ファンクショナル・トレーニング16

プライオメトリック・トレーニング

 単に筋力を強化するだけでは、真のパワー、パフォーマンスを促進することはできない。そこでメディシンボールやプライオメトリクスの出番となるのだ。

 

メソッド1 軽めの物体(メディシンボール)を速いスピードで投げる

 

メソッド2 自重によるトレーニング

ジャンプトレーナー

 自重を使ってジャンプする。勾配を変えて負荷を調節できる。体重のある人に良い。

メソッド3 ケトルベル、重量挙げのバーなど重いものを速く動かす。

 

 ここではメソッド2に属するプライオメトリック・トレーニングを紹介していく。

 

プライオメトリクスの要領

 簡単にいえば、プライオメトリクスとはいかにジャンプし、着地するかの練習だ。設置する時間をできるだけ短くすることが大事である。いいかえればバネを作るのがエクササイズの骨子なのだ。

 

 ただし安全性のために、順を踏んで行うこと。厳密なスケジュールに従うのではなく、達成度に応じて進んでいく。

 

 用語

  • ジャンプ 両足で離地、両足で接地
  • ホップ 片足で離地、 同側で接地
  • バウンド 片足で離地、反対側で接地
  • スキップ 片足で離地、両足で接地

 我々のプログラムではジャンプの回数は最小限にして、強度を上げることで段階を踏んでいる。
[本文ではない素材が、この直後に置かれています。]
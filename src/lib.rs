pub mod config;
pub mod error;
pub mod clock;
pub mod token;
pub mod models;
pub mod db;
pub mod repository;
pub mod store;
pub mod cleanup;

use std::sync::Arc;

use sqlx::PgPool;

use crate::config::Config;
use crate::repository::PgResetRequestRepository;
use crate::store::ResetRequestStore;
use crate::token::TokenHasher;

pub use crate::error::{ResetError, ResetResult};
pub use crate::models::ResetRequest;
pub use crate::token::ResetToken;

/// Wire a Postgres-backed store from loaded configuration.
pub fn build_store(pool: PgPool, config: &Config) -> Result<ResetRequestStore, String> {
    let repo = Arc::new(PgResetRequestRepository::new(pool));
    let hasher = TokenHasher::new(&config.signing_key);
    ResetRequestStore::new(repo, hasher, config.reset.clone())
}
use std::sync::Arc;

use sqlx::postgres::PgPoolOptions;
use tokio::signal;
use tokio::sync::watch;
use tracing_subscriber::EnvFilter;

use reset_requests::config::Config;

#[tokio::main]
async fn main() -> Result<(), Box<dyn std::error::Error>> {
    // Load .env if present
    let _ = dotenvy::dotenv();

    let config = Config::from_env()?;

    tracing_subscriber::fmt()
        .with_env_filter(EnvFilter::try_from_default_env().unwrap_or_else(|_| {
            EnvFilter::new(&config.log_level)
        }))
        .init();

    tracing::info!("Starting reset request janitor");

    let pool = PgPoolOptions::new()
        .max_connections(2)
        .connect(&config.database_url)
        .await?;

    sqlx::migrate!("./migrations").run(&pool).await?;

    tracing::info!("Migrations applied");

    let store = Arc::new(reset_requests::build_store(pool.clone(), &config)?);

    let (shutdown_tx, shutdown_rx) = watch::channel(false);
    let cleanup = reset_requests::cleanup::spawn(store, config.cleanup_interval, shutdown_rx);

    shutdown_signal().await;
    let _ = shutdown_tx.send(true);
    cleanup.await?;

    pool.close().await;
    Ok(())
}

async fn shutdown_signal() {
    let ctrl_c = async {
        if let Err(e) = signal::ctrl_c().await {
            tracing::error!("Failed to install Ctrl+C handler: {e}");
            std::future::pending::<()>().await;
        }
    };

    #[cfg(unix)]
    let terminate = async {
        match signal::unix::signal(signal::unix::SignalKind::terminate()) {
            Ok(mut sig) => {
                sig.recv().await;
            }
            Err(e) => {
                tracing::error!("Failed to install SIGTERM handler: {e}");
                std::future::pending::<()>().await;
            }
        }
    };

    #[cfg(not(unix))]
    let terminate = std::future::pending::<()>();

    tokio::select! {
        _ = ctrl_c => {},
        _ = terminate => {},
    }

    tracing::info!("Shutdown signal received, stopping cleanup");
}
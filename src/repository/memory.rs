use async_trait::async_trait;
use chrono::{DateTime, Utc};
use dashmap::DashMap;
use dashmap::mapref::entry::Entry;
use uuid::Uuid;

use crate::error::ResetResult;
use crate::models::{NewResetRequest, ResetRequest};
use crate::repository::ResetRequestRepository;

/// In-process repository keyed by selector.
#[derive(Debug, Default)]
pub struct MemoryResetRequestRepository {
    /// selector -> request
    entries: DashMap<String, ResetRequest>,
}

impl MemoryResetRequestRepository {
    pub fn new() -> Self {
        Self {
            entries: DashMap::new(),
        }
    }

    pub fn len(&self) -> usize {
        self.entries.len()
    }

    pub fn is_empty(&self) -> bool {
        self.entries.is_empty()
    }
}

#[async_trait]
impl ResetRequestRepository for MemoryResetRequestRepository {
    async fn save(&self, request: NewResetRequest) -> ResetResult<Option<ResetRequest>> {
        match self.entries.entry(request.selector.clone()) {
            Entry::Occupied(_) => Ok(None),
            Entry::Vacant(slot) => {
                let saved = ResetRequest {
                    id: Uuid::now_v7(),
                    user_id: request.user_id,
                    selector: request.selector,
                    hashed_verifier: request.hashed_verifier,
                    requested_at: request.requested_at,
                    expires_at: request.expires_at,
                };
                slot.insert(saved.clone());
                Ok(Some(saved))
            }
        }
    }

    async fn find_by_selector(&self, selector: &str) -> ResetResult<Option<ResetRequest>> {
        Ok(self.entries.get(selector).map(|entry| entry.value().clone()))
    }

    async fn delete(&self, id: Uuid) -> ResetResult<bool> {
        let selector = self
            .entries
            .iter()
            .find(|entry| entry.value().id == id)
            .map(|entry| entry.key().clone());

        let Some(selector) = selector else {
            return Ok(false);
        };

        Ok(self
            .entries
            .remove_if(&selector, |_, request| request.id == id)
            .is_some())
    }

    async fn delete_expired(&self, now: DateTime<Utc>) -> ResetResult<u64> {
        let mut removed = 0u64;
        self.entries.retain(|_, request| {
            let keep = !request.is_expired(now);
            if !keep {
                removed += 1;
            }
            keep
        });
        Ok(removed)
    }

    async fn most_recent_non_expired(
        &self,
        user_id: Uuid,
        now: DateTime<Utc>,
    ) -> ResetResult<Option<DateTime<Utc>>> {
        Ok(self
            .entries
            .iter()
            .filter(|entry| entry.user_id == user_id && !entry.is_expired(now))
            .max_by_key(|entry| (entry.requested_at, entry.id))
            .map(|entry| entry.requested_at))
    }

    async fn count_non_expired(&self, user_id: Uuid, now: DateTime<Utc>) -> ResetResult<u64> {
        Ok(self
            .entries
            .iter()
            .filter(|entry| entry.user_id == user_id && !entry.is_expired(now))
            .count() as u64)
    }

    async fn find_all(&self) -> ResetResult<Vec<ResetRequest>> {
        let mut all: Vec<ResetRequest> = self
            .entries
            .iter()
            .map(|entry| entry.value().clone())
            .collect();
        all.sort_by_key(|request| (request.requested_at, request.id));
        Ok(all)
    }
}
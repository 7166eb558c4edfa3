pub mod reset_request;

pub use reset_request::{NewResetRequest, ResetRequest};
 NSCAは週2回を推奨しているが、私は週4回を勧めている。

フェイズ1 安定した着地を学ぶ

 できれば着地用のクッションを使ってほしい。ケガの危険が減るからだ。腱のトレーニングと考えてもらうとわかりやすい。

ボックス・ジャンプ

無理して高いボックスにチャレンジしないこと。見た目のすごさで競う必要はない。

シングルレッグ・ボックスホップ

シングルレッグ・ラテラル・ボックスホップ

ラテラル・バウンドアンドスティック

高さと遠さを徐々に増やしていく。

フェイズ2 障壁を越える

 

経験則は、大きい選手ほど障壁は小さくすることだ。

 

前へ進む動きが入ることで加速力が生まれてくる。とくに遠心性収縮の要素が劇的に高まる。

ハードル・ジャンプアンドスティック

シングルレッグ・ハードル・ホップアンドスティック

シングルレッグ・ラテラル・ハードル・ホップアンドスティック

45度バウンドアンドスティック

フェイズ3 弾みをつける

 スティック(留まる)代わりに弾む(バウンス)要素を入れる。

 

 上記4つの運動をスティックの代わりにバウンスで行うが、連続ではなく小刻みに行う。

フェイズ4 瞬発的な動き

 これが真のプライオメトリクスと受け取られることが多い。

ハードルジャンプス

連続して両足ジャンプでハードルを越える。

シングルレッグ・ハードル・ホップス

同様に連続して行う。

ラテラル・ハードル・ホップス

同様に連続して行う

45度ラテラル・バウンド

斜めにジグザグ方向に弾んで進む。

パワースキップ

股関節を伸展して垂直方向に飛び上がりながらスキップを連続する。

注意点

 必ず段階を踏むことで、けがを防止する。

 

 メディシンボールと重量上げ(オリンピックスタイル)と組み合わせれば、まんべんなく上肢・体幹・下肢を鍛えられる。